On Thursday I allowed myself a sleep-in—I was on holidays after all!
I set off around 11:00am after a coffee to walk to the Cape Byron Lighthouse, the most eastern point of the Australian mainland. My memory of the last time I walked to the lighthouse may have been a little skewed because I sure don’t remember it being that steep with that many steps.
Whew! After a few rest stops to catch my breath and marvel at the amazing view, complete with diving whales, I made it to the top, and that view alone was well worth the effort. After a light lunch at the Lighthouse Cafe I found a lovely spot in the sun to sit and read. I finished off Beatrice and Virgil and promptly started on the latest Sweet Valley High novel by Francine Pascal, Ten Years Later. You may scoff at the reading material but my sister taught me how to read when I was four using the Sweet Valley Kids series and we spent most of our childhood and early adulthood devouring these books, so there is a definite nostalgia element to reading this book. Don’t knock it until you try it.

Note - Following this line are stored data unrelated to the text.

//! Chat client configuration

use std::env;
use std::str::FromStr;
use std::time::Duration;

use url::Url;

use crate::realtime::connection::ReconnectPolicy;
use crate::sync::session::SessionConfig;

/// Chat client configuration loaded from environment variables
#[derive(Debug, Clone)]
pub struct Config {
    // Endpoints
    pub ws_url: Url,
    pub api_url: Url,

    // Authentication
    pub access_token: Option<String>,

    // Reconnect
    pub reconnect_attempts: u32,
    pub reconnect_base_delay_ms: u64,
    pub reconnect_max_delay_ms: u64,

    // Typing
    pub typing_expiry_ms: u64,
    pub typing_idle_ms: u64,

    // Messages
    pub max_message_length: usize,
    pub refetch_on_reconnect: bool,
}

impl Config {
    /// Load configuration from environment variables
    pub fn from_env() -> Result<Self, ConfigError> {
        Ok(Self {
            // Endpoints
            ws_url: url_var("CHAT_WS_URL", "ws://localhost:3000", &["ws", "wss"])?,
            api_url: url_var("CHAT_API_URL", "http://localhost:3000/api", &["http", "https"])?,

            // Authentication
            access_token: env::var("CHAT_ACCESS_TOKEN")
                .ok()
                .filter(|token| !token.is_empty()),

            // Reconnect
            reconnect_attempts: parse_var("CHAT_RECONNECT_ATTEMPTS", 5)?,
            reconnect_base_delay_ms: parse_var("CHAT_RECONNECT_BASE_DELAY_MS", 1000)?,
            reconnect_max_delay_ms: parse_var("CHAT_RECONNECT_MAX_DELAY_MS", 30000)?,

            // Typing
            typing_expiry_ms: parse_var("CHAT_TYPING_EXPIRY_MS", 3000)?,
            typing_idle_ms: parse_var("CHAT_TYPING_IDLE_MS", 1000)?,

            // Messages
            max_message_length: parse_var("CHAT_MAX_MESSAGE_LENGTH", 2000)?,
            refetch_on_reconnect: parse_var("CHAT_REFETCH_ON_RECONNECT", true)?,
        })
    }

    /// The bearer credential, required for connecting
    pub fn credential(&self) -> Result<&str, ConfigError> {
        self.access_token
            .as_deref()
            .ok_or(ConfigError::Missing("CHAT_ACCESS_TOKEN"))
    }

    pub fn reconnect_policy(&self) -> ReconnectPolicy {
        ReconnectPolicy {
            max_attempts: self.reconnect_attempts.max(1),
            base_delay: Duration::from_millis(self.reconnect_base_delay_ms),
            max_delay: Duration::from_millis(self.reconnect_max_delay_ms),
        }
    }

    pub fn session_config(&self) -> SessionConfig {
        SessionConfig {
            typing_expiry: Duration::from_millis(self.typing_expiry_ms),
            typing_idle: Duration::from_millis(self.typing_idle_ms),
            max_message_length: self.max_message_length,
            refetch_on_reconnect: self.refetch_on_reconnect,
        }
    }
}

fn parse_var<T: FromStr>(name: &'static str, default: T) -> Result<T, ConfigError> {
    match env::var(name) {
        Ok(raw) if !raw.trim().is_empty() => raw
            .trim()
            .parse()
            .map_err(|_| ConfigError::Invalid { name, value: raw }),
        _ => Ok(default),
    }
}

fn url_var(name: &'static str, default: &str, schemes: &[&str]) -> Result<Url, ConfigError> {
    let raw = env::var(name).unwrap_or_else(|_| default.to_string());
    let url = Url::parse(&raw).map_err(|e| ConfigError::InvalidUrl {
        name,
        reason: e.to_string(),
    })?;
    if !schemes.contains(&url.scheme()) {
        return Err(ConfigError::InvalidUrl {
            name,
            reason: format!("scheme must be one of {}", schemes.join(", ")),
        });
    }
    Ok(url)
}

#[derive(Debug, thiserror::Error)]
pub enum ConfigError {
    #[error("Missing required environment variable: {0}")]
    Missing(&'static str),
    #[error("Invalid value for {name}: {value}")]
    Invalid { name: &'static str, value: String },
    #[error("Invalid URL in {name}: {reason}")]
    InvalidUrl { name: &'static str, reason: String },
}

After a while I thought I should make the trek back down to town. I got to the main beach and lay down on the sand and settled in for the afternoon. I headed home around 5:00pm to shower and then walked back into town for Sushi Train and a movie at the Dendy cinemas. I managed to wrangle myself a free ticket to see Bad Teacher through my cinema connections and had a crème brulee choc top. The choc top was good, the movie not so much.
Friday was my last full day, and I had booked in for another massage because I carried my bag full of books, a towel, water bottle and other assortments up to the lighthouse the previous day and my shoulders and neck suffered for it. I had booked in for 11:00am and after a breakfast of fruit toast and awful coffee—just a tip, don’t go to the 23 Hour Bakery for coffee—I received a phone call from the massage place saying they had to cancel because the masseuse was ill. Damn! There goes my peaceful relaxation. But, the massage place recommended a Thai massage place right around the corner that could probably fit me in straightaway. I hurried around to book it in and luckily I was able to get massaged on the spot. Forty-five minutes later I was floating on a cloud and I wandered out in a daze. The weather wasn’t as nice as the previous days so I wandered up and down the street before finding a sheltered place out of the wind to sit and read. I found a spot at the Beach Hotel for a couple of hours before moving on when the sun dipped behind the clouds and looked intent on staying there. Stomach rumbling I went to the famous Bay Kebab store for a delicious lamb kebab then to a cafe to have a cup of tea and do some more reading. Once the cafe closed I went back to the beach and sat in the park before heading home via In the Pink ice-creamery. That evening I stayed in my room reading and watching Juno on TV.
All in all, for anyone who needs a few days rest and relaxation, I would highly recommending taking off to Byron Bay with a suitcase full of reading material and massages booked.